→ **WORK ITEM**: Write out exactly what each line says, starting with the first line below and ending on the one with "-> Result<usize, RenderError>".

#####

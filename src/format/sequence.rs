// SPDX-FileCopyrightText: 2026 Bruno Meilick
// SPDX-License-Identifier: LicenseRef-Textmap-FreeUse-NoCopy-NoDerivatives
//
// All rights reserved.
//
// This file is part of Textmap and is proprietary software.
// Unauthorized copying, modification, or distribution is prohibited.

use super::lines::{Lines, INDENT};
use super::RenderError;
use crate::config::RenderConfig;
use crate::model::sequence::{Fragment, Message, SequenceBlockKind, SequenceDiagram, SequenceItem};
use crate::model::DiagramKind;

/// Walk state shared by every item of one diagram.
struct SequenceExport<'a> {
    lines: Lines,
    config: &'a RenderConfig,
}

impl SequenceExport<'_> {
    fn messages(&mut self, messages: &[Message], indent: usize) {
        // An empty group still occupies one (empty) line, like an empty segment of a join.
        if messages.is_empty() {
            self.lines.blank();
            return;
        }
        for message in messages {
            self.lines.push_with(indent, |out| {
                out.push_str(&message.from);
                out.push(' ');
                out.push_str(message.kind.as_token());
                out.push(' ');
                out.push_str(&message.to);
            });
            self.lines.push(indent + 1, &message.text);
        }
    }

    /// Fragment label one level in, its items two levels in.
    fn fragment(
        &mut self,
        fragment: &Fragment,
        indent: usize,
        nesting: usize,
    ) -> Result<(), RenderError> {
        self.lines.push(indent + 1, &fragment.text);
        for item in &fragment.items {
            self.item(item, indent + 2, nesting)?;
        }
        Ok(())
    }

    fn block(
        &mut self,
        kind: SequenceBlockKind,
        indent: usize,
        nesting: usize,
    ) -> Result<usize, RenderError> {
        let nesting = nesting + 1;
        if nesting > self.config.max_depth() {
            return Err(RenderError::depth_exceeded(
                DiagramKind::SequenceDiagram,
                self.config.max_depth(),
            ));
        }
        self.lines.push(indent, kind.keyword());
        Ok(nesting)
    }

    /// `nesting` counts enclosing blocks; top-level items are at `0`.
    fn item(
        &mut self,
        item: &SequenceItem,
        indent: usize,
        nesting: usize,
    ) -> Result<(), RenderError> {
        match item {
            SequenceItem::Messages(group) => self.messages(&group.messages, indent),
            SequenceItem::Alt(alt) => {
                let nesting = self.block(SequenceBlockKind::Alt, indent, nesting)?;
                self.fragment(&alt.if_message, indent, nesting)?;
                self.fragment(&alt.else_message, indent, nesting)?;
            }
            SequenceItem::Par(par) => {
                let nesting = self.block(SequenceBlockKind::Par, indent, nesting)?;
                for fragment in &par.par_messages {
                    self.fragment(fragment, indent, nesting)?;
                }
            }
            SequenceItem::Opt(fragment) => {
                self.single(SequenceBlockKind::Opt, fragment, indent, nesting)?;
            }
            SequenceItem::Loop(fragment) => {
                self.single(SequenceBlockKind::Loop, fragment, indent, nesting)?;
            }
            SequenceItem::Break(fragment) => {
                self.single(SequenceBlockKind::Break, fragment, indent, nesting)?;
            }
            SequenceItem::Critical(fragment) => {
                self.single(SequenceBlockKind::Critical, fragment, indent, nesting)?;
            }
            SequenceItem::Assert(fragment) => {
                self.single(SequenceBlockKind::Assert, fragment, indent, nesting)?;
            }
            SequenceItem::Neg(fragment) => {
                self.single(SequenceBlockKind::Neg, fragment, indent, nesting)?;
            }
            SequenceItem::Ignore(fragment) => {
                self.single(SequenceBlockKind::Ignore, fragment, indent, nesting)?;
            }
            SequenceItem::Consider(fragment) => {
                self.single(SequenceBlockKind::Consider, fragment, indent, nesting)?;
            }
        }
        Ok(())
    }

    fn single(
        &mut self,
        kind: SequenceBlockKind,
        fragment: &Fragment,
        indent: usize,
        nesting: usize,
    ) -> Result<(), RenderError> {
        let nesting = self.block(kind, indent, nesting)?;
        self.fragment(fragment, indent, nesting)
    }
}

/// Export a sequence diagram.
///
/// The output starts with a `participants` section, followed by the body items at indent 0.
/// Block nesting deeper than [`RenderConfig::max_depth`] is rejected.
pub fn render_sequence_diagram(
    diagram: &SequenceDiagram,
    config: &RenderConfig,
) -> Result<String, RenderError> {
    let mut out = String::from("participants\n");
    for (idx, participant) in diagram.participants.iter().enumerate() {
        if idx > 0 {
            out.push('\n');
        }
        out.push_str(INDENT);
        out.push_str(participant);
    }
    out.push('\n');

    let mut export = SequenceExport { lines: Lines::new(), config };
    for item in &diagram.items {
        export.item(item, 0, 0)?;
    }
    out.push_str(&export.lines.finish());
    Ok(out)
}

#####

→ **ANSWER TO THIS EXERCISE**:
filename src/format/sequence.rs
// SPDX-FileCopyrightText: 2026 Bruno Meilick
// SPDX-License-Identifier: LicenseRef-Textmap-FreeUse-NoCopy-NoDerivatives
//
// All rights reserved.
//
// This file is part of Textmap and is proprietary software.
// Unauthorized copying, modification, or distribution is prohibited.

use super::lines::{Lines, INDENT};
use super::RenderError;
use crate::config::RenderConfig;
use crate::model::sequence::{Fragment, Message, SequenceBlockKind, SequenceDiagram, SequenceItem};
use crate::model::DiagramKind;

/// Walk state shared by every item of one diagram.
struct SequenceExport<'a> {
    lines: Lines,
    config: &'a RenderConfig,
}

impl SequenceExport<'_> {
    fn messages(&mut self, messages: &[Message], indent: usize) {
        // An empty group still occupies one (empty) line, like an empty segment of a join.
        if messages.is_empty() {
            self.lines.blank();
            return;
        }
        for message in messages {
            self.lines.push_with(indent, |out| {
                out.push_str(&message.from);
                out.push(' ');
                out.push_str(message.kind.as_token());
                out.push(' ');
                out.push_str(&message.to);
            });
            self.lines.push(indent + 1, &message.text);
        }
    }

    /// Fragment label one level in, its items two levels in.
    fn fragment(
        &mut self,
        fragment: &Fragment,
        indent: usize,
        nesting: usize,
    ) -> Result<(), RenderError> {
        self.lines.push(indent + 1, &fragment.text);
        for item in &fragment.items {
            self.item(item, indent + 2, nesting)?;
        }
        Ok(())
    }

    fn block(
        &mut self,
        kind: SequenceBlockKind,
        indent: usize,
        nesting: usize,
    ) -> Result<usize, RenderError> {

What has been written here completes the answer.